Fue un lugar fresco para degustar a través de la cartera de Villa Oeiras, tanto literal como figurativamente, ya que la sala de barricas se construyó sobre un manantial natural, lo que garantiza niveles constantes de temperatura y humedad.

La cosecha juvenil de 2016 fue de oro pajizo en copa, con miel de manzana y pera y un final corto y agradable. Otra mezcla promedió siete años, con un tono leonado y un estilo equilibrado y fácil de beber, con nueces, naranja y miel. Un Carcavelos tinto más raro elaborado con castelao y trincadeira mostró aromas vegetales funky vivos con una sabrosa calidad de tomate y aceituna.

La expresión que pronto encontrará en los estantes de las tiendas de EE. UU. Es una mezcla de vinos cuya edad promedio es de 15 años. Cuando lo probé, una increíble complejidad de aromas y sabores llenó mis sentidos, incluidos los aromas de frutos secos, un toque de salinidad y un toque de frescura en el paladar y ese final característico de nueces que los fanáticos del oporto leonado anhelan.

Correia recomienda servirlo entre 54 y 57 grados Fahrenheit; una vez abierta, una botella de Carcavelos se conservará hasta por seis meses.
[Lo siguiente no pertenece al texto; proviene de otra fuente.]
//! wakeup - alarm clock daemon and CLI
//!
//! The daemon keeps exact timers for scheduled alarms and rings them with
//! sound, vibration and a persistent notification. The CLI schedules,
//! cancels, stops and snoozes alarms over a Unix socket.

use anyhow::Result;
use clap::{CommandFactory, Parser};

use wakeup::cli::{run_watch, Cli, Commands, Display, IpcClient};
use wakeup::config::AlarmConfig;
use wakeup::{daemon, launchagent};

/// Main entry point
#[tokio::main(flavor = "current_thread")]
async fn main() {
    // Parse command line arguments
    let cli = Cli::parse();

    // Initialize logging
    init_tracing(&cli);

    // Execute command
    if let Err(e) = execute(cli).await {
        Display::show_error(&format!("{:#}", e));
        std::process::exit(1);
    }
}

/// Initializes the tracing subscriber for logging.
///
/// `RUST_LOG` wins; otherwise the daemon logs at info, `--verbose` at
/// debug and everything else at warn.
fn init_tracing(cli: &Cli) {
    use tracing_subscriber::{fmt, EnvFilter};

    let default_level = if cli.verbose {
        "debug"
    } else if matches!(cli.command, Some(Commands::Daemon)) {
        "info"
    } else {
        "warn"
    };
    let filter =
        EnvFilter::try_from_default_env().unwrap_or_else(|_| EnvFilter::new(default_level));

    let builder = fmt().with_env_filter(filter).with_target(false);
    if matches!(cli.command, Some(Commands::Daemon)) {
        builder.init();
    } else {
        builder.without_time().init();
    }
}

/// Executes the CLI command.
async fn execute(cli: Cli) -> Result<()> {
    match cli.command {
        Some(Commands::Schedule(args)) => {
            let response = IpcClient::new()?.schedule(&args).await?;
            Display::show_schedule(&response);
        }
        Some(Commands::Cancel { id }) => {
            let response = IpcClient::new()?.cancel(&id).await?;
            Display::show_cancel(&response);
        }
        Some(Commands::CancelAll) => {
            let response = IpcClient::new()?.cancel_all().await?;
            Display::show_cancel(&response);
        }
        Some(Commands::Ring(args)) => {
            let response = IpcClient::new()?.ring(&args).await?;
            Display::show_ring(&response);
        }
        Some(Commands::Stop) => {
            let response = IpcClient::new()?.stop().await?;
            Display::show_action(&response);
        }
        Some(Commands::Snooze) => {
            let response = IpcClient::new()?.snooze().await?;
            Display::show_action(&response);
        }
        Some(Commands::Status) => {
            let response = IpcClient::new()?.status().await?;
            Display::show_status(&response);
        }
        Some(Commands::Permissions) => {
            let response = IpcClient::new()?.permissions().await?;
            Display::show_permissions(&response);
        }
        Some(Commands::Settings { surface }) => {
            let response = IpcClient::new()?.open_settings(surface).await?;
            Display::show_settings(&response);
        }
        Some(Commands::Watch { since }) => {
            run_watch(&IpcClient::new()?, since).await?;
        }
        Some(Commands::Daemon) => {
            daemon::run_daemon(AlarmConfig::load()?).await?;
        }
        Some(Commands::Install) => {
            launchagent::install()?;
            Display::show_install_success();
        }
        Some(Commands::Uninstall) => {
            launchagent::uninstall()?;
            Display::show_uninstall_success();
        }
        Some(Commands::Completions { shell }) => {
            generate_completions(shell);
        }
        None => {
            // No command provided, show help
            Cli::command().print_help()?;
        }
    }

    Ok(())
}

/// Generates shell completion scripts.
fn generate_completions(shell: clap_complete::Shell) {
    use clap_complete::generate;
    use std::io;

    let mut cmd = Cli::command();
    let bin_name = cmd.get_name().to_string();
    generate(shell, &mut cmd, bin_name, &mut io::stdout());
}
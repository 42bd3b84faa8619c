//! Scheduling error types.

use thiserror::Error;

/// Errors reported by the timer service and the scheduling gateway.
#[derive(Debug, Error)]
pub enum SchedulerError {
    /// The platform refused an exact, idle-tolerant timer.
    #[error("正確なアラームの権限がありません")]
    ExactPermissionDenied,

    /// The timer service is not available (no runtime, shut down, ...).
    #[error("タイマーサービスが利用できません: {0}")]
    ServiceUnavailable(String),

    /// The timer service rejected the registration.
    #[error("タイマーの登録に失敗しました: {0}")]
    RegistrationFailed(String),
}

impl SchedulerError {
    /// Returns true if this error is related to permissions.
    #[must_use]
    pub fn is_permission_error(&self) -> bool {
        matches!(self, Self::ExactPermissionDenied)
    }

    /// Returns a user-friendly suggestion for resolving this error.
    #[must_use]
    pub fn suggestion(&self) -> &'static str {
        match self {
            Self::ExactPermissionDenied => {
                "'wakeup settings exact-timer' で正確なアラームを許可してください"
            }
            Self::ServiceUnavailable(_) => "デーモンを再起動してください",
            Self::RegistrationFailed(_) => "時刻を確認して再度スケジュールしてください",
        }
    }
}

#[cfg(test)]
mod tests {
    use super::*;

    #[test]
    fn test_is_permission_error() {
        assert!(SchedulerError::ExactPermissionDenied.is_permission_error());
        assert!(!SchedulerError::ServiceUnavailable("x".into()).is_permission_error());
        assert!(!SchedulerError::RegistrationFailed("x".into()).is_permission_error());
    }

    #[test]
    fn test_suggestion() {
        assert!(SchedulerError::ExactPermissionDenied
            .suggestion()
            .contains("exact-timer"));
        assert!(SchedulerError::ServiceUnavailable("x".into())
            .suggestion()
            .contains("再起動"));
    }

    #[test]
    fn test_error_display() {
        let err = SchedulerError::RegistrationFailed("boom".to_string());
        assert!(err.to_string().contains("boom"));
    }
}
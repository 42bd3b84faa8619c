//! Vibration output.

use std::sync::atomic::{AtomicBool, Ordering};
use std::sync::Mutex;

/// Waveform of a ringing alarm in milliseconds: initial delay, then
/// alternating on/off durations.
pub const VIBRATION_PATTERN: [u64; 6] = [0, 500, 200, 500, 200, 500];

/// Index the waveform repeats from.
pub const VIBRATION_REPEAT_FROM: usize = 0;

/// Trait for vibration hardware.
pub trait Vibrator: Send + Sync {
    /// Starts `pattern`, repeating from `repeat_from` until cancelled.
    ///
    /// Returns false if the device cannot vibrate.
    fn vibrate(&self, pattern: &[u64], repeat_from: Option<usize>) -> bool;

    /// Cancels any ongoing vibration.
    fn cancel(&self);
}

impl<T: Vibrator + ?Sized> Vibrator for std::sync::Arc<T> {
    fn vibrate(&self, pattern: &[u64], repeat_from: Option<usize>) -> bool {
        (**self).vibrate(pattern, repeat_from)
    }

    fn cancel(&self) {
        (**self).cancel()
    }
}

/// Vibrator for hosts without vibration hardware.
///
/// Records the requested waveform in the log so the session's behavior
/// stays observable.
#[derive(Debug, Default)]
pub struct LogVibrator {
    active: AtomicBool,
}

impl LogVibrator {
    #[must_use]
    pub fn new() -> Self {
        Self::default()
    }

    #[must_use]
    pub fn is_active(&self) -> bool {
        self.active.load(Ordering::SeqCst)
    }
}

impl Vibrator for LogVibrator {
    fn vibrate(&self, pattern: &[u64], repeat_from: Option<usize>) -> bool {
        self.active.store(true, Ordering::SeqCst);
        tracing::debug!(?pattern, ?repeat_from, "vibration started (no hardware)");
        false
    }

    fn cancel(&self) {
        if self.active.swap(false, Ordering::SeqCst) {
            tracing::debug!("vibration cancelled");
        }
    }
}

/// Mock vibrator for testing.
#[derive(Debug, Default)]
pub struct MockVibrator {
    pattern: Mutex<Option<(Vec<u64>, Option<usize>)>>,
    cancel_count: std::sync::atomic::AtomicUsize,
}

impl MockVibrator {
    #[must_use]
    pub fn new() -> Self {
        Self::default()
    }

    /// Returns the waveform currently playing, if any.
    #[must_use]
    pub fn active_pattern(&self) -> Option<(Vec<u64>, Option<usize>)> {
        self.pattern.lock().unwrap().clone()
    }

    #[must_use]
    pub fn is_vibrating(&self) -> bool {
        self.pattern.lock().unwrap().is_some()
    }

    #[must_use]
    pub fn cancel_count(&self) -> usize {
        self.cancel_count.load(Ordering::SeqCst)
    }
}

impl Vibrator for MockVibrator {
    fn vibrate(&self, pattern: &[u64], repeat_from: Option<usize>) -> bool {
        *self.pattern.lock().unwrap() = Some((pattern.to_vec(), repeat_from));
        true
    }

    fn cancel(&self) {
        self.cancel_count.fetch_add(1, Ordering::SeqCst);
        *self.pattern.lock().unwrap() = None;
    }
}
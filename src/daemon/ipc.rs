//! IPC server for the alarm daemon.
//!
//! This module provides Unix Domain Socket IPC functionality:
//! - Server that listens on a Unix socket
//! - Request/response handling for alarm commands
//! - Dispatch of each request to the shared [`AlarmCore`]

use std::path::{Path, PathBuf};
use std::sync::Arc;

use anyhow::{Context, Result};
use tokio::io::{AsyncReadExt, AsyncWriteExt};
use tokio::net::{UnixListener, UnixStream};
use tokio::sync::Mutex;
use tokio::time::{timeout, Duration};

use crate::dispatch::{ActionExtras, ActionOutcome};
use crate::platform::SettingsSurface;
use crate::types::{AlarmId, IpcRequest, IpcResponse, ResponseData, ScheduleParams};

use super::core::{AlarmCore, CoreError};

// ============================================================================
// Constants
// ============================================================================

/// Maximum request size in bytes (4KB)
const MAX_REQUEST_SIZE: usize = 4096;

/// Read timeout in seconds
const READ_TIMEOUT_SECS: u64 = 5;

// ============================================================================
// IpcError
// ============================================================================

/// IPC-specific error types.
#[derive(Debug, thiserror::Error)]
pub enum IpcError {
    /// Read error
    #[error("Failed to read request: {0}")]
    ReadError(String),

    /// Timeout error
    #[error("Operation timed out")]
    Timeout,

    /// Request too large
    #[error("Request too large (max {MAX_REQUEST_SIZE} bytes)")]
    RequestTooLarge,

    /// The client closed the connection before sending a request
    #[error("Connection closed by client")]
    ConnectionClosed,
}

// ============================================================================
// IpcServer
// ============================================================================

/// Unix Domain Socket IPC server.
pub struct IpcServer {
    /// Unix socket listener
    listener: UnixListener,
    /// Socket path (for cleanup)
    socket_path: PathBuf,
}

impl IpcServer {
    /// Creates a new IPC server bound to the specified socket path.
    ///
    /// If the socket file already exists, it will be removed before binding.
    ///
    /// # Errors
    ///
    /// Returns an error if the socket cannot be bound.
    pub fn new(socket_path: &Path) -> Result<Self> {
        if socket_path.exists() {
            std::fs::remove_file(socket_path)
                .with_context(|| format!("Failed to remove existing socket: {:?}", socket_path))?;
        }

        if let Some(parent) = socket_path.parent() {
            std::fs::create_dir_all(parent)
                .with_context(|| format!("Failed to create socket directory: {:?}", parent))?;
        }

        let listener = UnixListener::bind(socket_path)
            .with_context(|| format!("Failed to bind Unix socket: {:?}", socket_path))?;

        Ok(Self {
            listener,
            socket_path: socket_path.to_path_buf(),
        })
    }

    /// Accepts an incoming client connection.
    ///
    /// # Errors
    ///
    /// Returns an error if the connection cannot be accepted.
    pub async fn accept(&self) -> Result<UnixStream> {
        let (stream, _addr) = self
            .listener
            .accept()
            .await
            .context("Failed to accept connection")?;
        Ok(stream)
    }

    /// Receives and deserializes an IPC request from the stream.
    ///
    /// Applies a read timeout to prevent blocking indefinitely.
    ///
    /// # Errors
    ///
    /// Returns an error if reading or deserialization fails.
    pub async fn receive_request(stream: &mut UnixStream) -> Result<IpcRequest> {
        let mut buffer = vec![0u8; MAX_REQUEST_SIZE + 1];

        let n = match timeout(
            Duration::from_secs(READ_TIMEOUT_SECS),
            stream.read(&mut buffer),
        )
        .await
        {
            Ok(Ok(n)) => n,
            Ok(Err(e)) => return Err(IpcError::ReadError(e.to_string()).into()),
            Err(_) => return Err(IpcError::Timeout.into()),
        };

        if n == 0 {
            return Err(IpcError::ConnectionClosed.into());
        }
        if n > MAX_REQUEST_SIZE {
            return Err(IpcError::RequestTooLarge.into());
        }

        let request: IpcRequest = serde_json::from_slice(&buffer[..n])
            .with_context(|| "Failed to deserialize IPC request")?;

        Ok(request)
    }

    /// Serializes and sends an IPC response to the stream.
    ///
    /// # Errors
    ///
    /// Returns an error if serialization or writing fails.
    pub async fn send_response(stream: &mut UnixStream, response: &IpcResponse) -> Result<()> {
        let json = serde_json::to_vec(response).context("Failed to serialize IPC response")?;

        stream
            .write_all(&json)
            .await
            .context("Failed to write response")?;
        stream.flush().await.context("Failed to flush response")?;

        Ok(())
    }

    /// Returns the socket path.
    pub fn socket_path(&self) -> &Path {
        &self.socket_path
    }
}

impl Drop for IpcServer {
    fn drop(&mut self) {
        let _ = std::fs::remove_file(&self.socket_path);
    }
}

// ============================================================================
// RequestHandler
// ============================================================================

/// Handles IPC requests by dispatching to the alarm core.
#[derive(Clone)]
pub struct RequestHandler {
    core: Arc<Mutex<AlarmCore>>,
}

impl RequestHandler {
    /// Creates a new request handler for the given core.
    pub fn new(core: Arc<Mutex<AlarmCore>>) -> Self {
        Self { core }
    }

    /// Handles an IPC request and returns the appropriate response.
    pub async fn handle(&self, request: IpcRequest) -> IpcResponse {
        tracing::debug!(command = request.command(), "handling request");

        match request {
            IpcRequest::Schedule { params } => self.handle_schedule(params).await,
            IpcRequest::Cancel { alarm_id } => self.handle_cancel(&alarm_id).await,
            IpcRequest::CancelAll => self.handle_cancel_all().await,
            IpcRequest::Ring {
                alarm_id,
                audio_ref,
                label,
            } => self.handle_ring(&alarm_id, &audio_ref, &label).await,
            IpcRequest::Stop => {
                let result = self.core.lock().await.stop_current_alarm();
                Self::outcome_response(result)
            }
            IpcRequest::Snooze => {
                let result = self.core.lock().await.snooze_current_alarm();
                Self::outcome_response(result)
            }
            IpcRequest::Status => self.handle_status().await,
            IpcRequest::Permissions => self.handle_permissions().await,
            IpcRequest::OpenSettings { surface } => self.handle_open_settings(surface).await,
            IpcRequest::Events { since } => self.handle_events(since).await,
            IpcRequest::Action {
                action,
                alarm_id,
                audio_ref,
            } => {
                let extras = ActionExtras {
                    alarm_id,
                    audio_ref,
                };
                let result = self.core.lock().await.handle_action(&action, extras);
                Self::outcome_response(result)
            }
        }
    }

    /// Handles the schedule command.
    async fn handle_schedule(&self, params: ScheduleParams) -> IpcResponse {
        let core = self.core.lock().await;
        let alarm_id = AlarmId::new(params.alarm_id.as_str());

        match core.schedule_alarm(
            alarm_id.as_str(),
            params.fire_at_ms,
            &params.audio_ref,
            &params.label,
        ) {
            Ok(outcome) => {
                let data = ResponseData {
                    alarm_id: Some(alarm_id),
                    schedule: Some(outcome.as_str().to_string()),
                    fire_at_ms: Some(params.fire_at_ms),
                    ..Default::default()
                };
                if outcome.permission_denied() {
                    IpcResponse::permission_denied(
                        "正確なアラームの権限がないため、通常のアラームとして登録しました",
                        Some(data),
                    )
                } else {
                    IpcResponse::success("アラームを登録しました", Some(data))
                }
            }
            Err(e) if e.is_permission_error() => IpcResponse::permission_denied(e.to_string(), None),
            Err(e) => IpcResponse::error(e.to_string()),
        }
    }

    /// Handles the cancel command.
    async fn handle_cancel(&self, alarm_id: &str) -> IpcResponse {
        let core = self.core.lock().await;
        let found = core.cancel_alarm(alarm_id);
        let message = if found {
            "アラームを取り消しました"
        } else {
            "登録されていないアラームです"
        };
        IpcResponse::success(
            message,
            Some(ResponseData {
                alarm_id: Some(AlarmId::new(alarm_id)),
                cancelled: Some(usize::from(found)),
                ..Default::default()
            }),
        )
    }

    /// Handles the cancel-all command.
    async fn handle_cancel_all(&self) -> IpcResponse {
        let cancelled = self.core.lock().await.cancel_all_alarms();
        IpcResponse::success(
            format!("{}件のアラームを取り消しました", cancelled),
            Some(ResponseData {
                cancelled: Some(cancelled),
                ..Default::default()
            }),
        )
    }

    /// Handles the ring command.
    async fn handle_ring(&self, alarm_id: &str, audio_ref: &str, label: &str) -> IpcResponse {
        let mut core = self.core.lock().await;
        match core.start_immediate_alarm(alarm_id, audio_ref, label) {
            Ok(alarm_id) => IpcResponse::success(
                "アラームを鳴らしています",
                Some(ResponseData {
                    alarm_id: Some(alarm_id),
                    session: core.session().status(),
                    ..Default::default()
                }),
            ),
            Err(e) => IpcResponse::error(e.to_string()),
        }
    }

    /// Handles the status command.
    async fn handle_status(&self) -> IpcResponse {
        let data = self.core.lock().await.status();
        IpcResponse::success("", Some(data))
    }

    /// Handles the permissions command.
    async fn handle_permissions(&self) -> IpcResponse {
        let permissions = self.core.lock().await.check_permissions();
        IpcResponse::success(
            "",
            Some(ResponseData {
                permissions: Some(permissions),
                ..Default::default()
            }),
        )
    }

    /// Handles the open-settings command.
    async fn handle_open_settings(&self, surface: SettingsSurface) -> IpcResponse {
        match self.core.lock().await.open_settings(surface) {
            Ok(()) => IpcResponse::success(
                format!("{} の設定画面を開きました", surface.as_str()),
                None,
            ),
            Err(e) => IpcResponse::error(e.to_string()),
        }
    }

    /// Handles the events command.
    async fn handle_events(&self, since: u64) -> IpcResponse {
        let core = self.core.lock().await;
        IpcResponse::success(
            "",
            Some(ResponseData {
                events: Some(core.events_since(since)),
                last_seq: Some(core.last_event_seq()),
                ..Default::default()
            }),
        )
    }

    fn outcome_response(result: Result<ActionOutcome, CoreError>) -> IpcResponse {
        match result {
            Ok(ActionOutcome::Stopped {
                alarm_id,
                was_ringing,
            }) => {
                let message = if was_ringing {
                    "アラームを停止しました"
                } else {
                    "鳴っているアラームはありません"
                };
                IpcResponse::success(
                    message,
                    Some(ResponseData {
                        alarm_id: Some(alarm_id),
                        was_ringing: Some(was_ringing),
                        ..Default::default()
                    }),
                )
            }
            Ok(ActionOutcome::Snoozed {
                alarm_id,
                snooze_id,
                next_fire_time,
                delay_minutes,
                schedule,
            }) => IpcResponse::success(
                format!("{}分後に再度鳴らします", delay_minutes),
                Some(ResponseData {
                    alarm_id: Some(alarm_id),
                    snooze_id: Some(snooze_id),
                    next_fire_time: Some(next_fire_time),
                    delay_minutes: Some(delay_minutes),
                    schedule: Some(schedule.as_str().to_string()),
                    ..Default::default()
                }),
            ),
            Ok(ActionOutcome::Reasserted { alarm_id } | ActionOutcome::ScreenOpened { alarm_id }) => {
                IpcResponse::success(
                    "アラーム画面を表示しました",
                    Some(ResponseData {
                        alarm_id: Some(alarm_id),
                        ..Default::default()
                    }),
                )
            }
            Ok(ActionOutcome::Renotified { posted }) => {
                if posted {
                    IpcResponse::success("通知を再表示しました", None)
                } else {
                    IpcResponse::success("鳴っているアラームはありません", None)
                }
            }
            Err(e) if e.is_permission_error() => IpcResponse::permission_denied(e.to_string(), None),
            Err(e) => IpcResponse::error(e.to_string()),
        }
    }
}

// ============================================================================
// Tests
// ============================================================================
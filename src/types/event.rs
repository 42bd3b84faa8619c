//! Events delivered to the application layer.

use std::collections::VecDeque;

use serde::{Deserialize, Serialize};

use super::alarm::{now_millis, AlarmId};

/// Number of events retained for polling clients.
const EVENT_LOG_CAPACITY: usize = 256;

// ============================================================================
// AlarmEvent
// ============================================================================

/// An event emitted by the alarm core.
#[derive(Debug, Clone, PartialEq, Eq, Serialize, Deserialize)]
#[serde(tag = "type", rename_all = "camelCase")]
pub enum AlarmEvent {
    /// A ringing alarm was stopped.
    #[serde(rename_all = "camelCase")]
    Stopped { alarm_id: AlarmId },

    /// A ringing alarm was snoozed and re-armed.
    #[serde(rename_all = "camelCase")]
    Snoozed {
        alarm_id: AlarmId,
        next_fire_time: i64,
        delay_minutes: u32,
    },

    /// The full-screen ringing UI should be shown.
    #[serde(rename_all = "camelCase")]
    OpenAlarmScreen {
        alarm_id: AlarmId,
        label: String,
        audio_ref: String,
    },
}

impl AlarmEvent {
    /// Returns the alarm identity this event refers to.
    #[must_use]
    pub fn alarm_id(&self) -> &AlarmId {
        match self {
            Self::Stopped { alarm_id }
            | Self::Snoozed { alarm_id, .. }
            | Self::OpenAlarmScreen { alarm_id, .. } => alarm_id,
        }
    }

    /// Returns the event name used on the wire.
    #[must_use]
    pub fn name(&self) -> &'static str {
        match self {
            Self::Stopped { .. } => "stopped",
            Self::Snoozed { .. } => "snoozed",
            Self::OpenAlarmScreen { .. } => "openAlarmScreen",
        }
    }
}

/// An event with its position in the log.
#[derive(Debug, Clone, PartialEq, Eq, Serialize, Deserialize)]
#[serde(rename_all = "camelCase")]
pub struct EventRecord {
    /// Monotonically increasing sequence number (starts at 1)
    pub seq: u64,
    /// Emission time in epoch milliseconds
    pub emitted_at: i64,
    /// The event itself
    #[serde(flatten)]
    pub event: AlarmEvent,
}

// ============================================================================
// EventLog
// ============================================================================

/// Bounded log of emitted events.
///
/// Clients poll with the last sequence number they saw; the oldest events
/// are dropped once the log is full.
#[derive(Debug)]
pub struct EventLog {
    records: VecDeque<EventRecord>,
    next_seq: u64,
    capacity: usize,
}

impl EventLog {
    #[must_use]
    pub fn new() -> Self {
        Self::with_capacity(EVENT_LOG_CAPACITY)
    }

    #[must_use]
    pub fn with_capacity(capacity: usize) -> Self {
        Self {
            records: VecDeque::with_capacity(capacity.min(EVENT_LOG_CAPACITY)),
            next_seq: 1,
            capacity: capacity.max(1),
        }
    }

    /// Appends an event and returns its sequence number.
    pub fn emit(&mut self, event: AlarmEvent) -> u64 {
        let seq = self.next_seq;
        self.next_seq += 1;

        tracing::debug!(seq, event = event.name(), alarm_id = %event.alarm_id(), "event emitted");

        if self.records.len() == self.capacity {
            self.records.pop_front();
        }
        self.records.push_back(EventRecord {
            seq,
            emitted_at: now_millis(),
            event,
        });
        seq
    }

    /// Returns all retained events with a sequence number greater than `seq`.
    #[must_use]
    pub fn since(&self, seq: u64) -> Vec<EventRecord> {
        self.records
            .iter()
            .filter(|record| record.seq > seq)
            .cloned()
            .collect()
    }

    /// Returns the sequence number of the most recent event (0 if none).
    #[must_use]
    pub fn last_seq(&self) -> u64 {
        self.next_seq - 1
    }

    /// Returns the most recent event, if any.
    #[must_use]
    pub fn latest(&self) -> Option<&AlarmEvent> {
        self.records.back().map(|record| &record.event)
    }
}

impl Default for EventLog {
    fn default() -> Self {
        Self::new()
    }
}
Pero con un vino tan raro, especial y absolutamente trivial, es bastante fácil dividirse entre querer saborearlo y sumergirse en una sobrecarga suntuosa en toda regla.

Tal vez deberíamos hacer lo que haría Jefferson: “He vivido con moderación. ... Doblo la recomendación del médico de una copa y media de vino todos los días e incluso la triplico con un amigo ".

Ver el vídeo: Lets Explore the Thomas Jefferson Memorial in Washington DC (Noviembre 2020).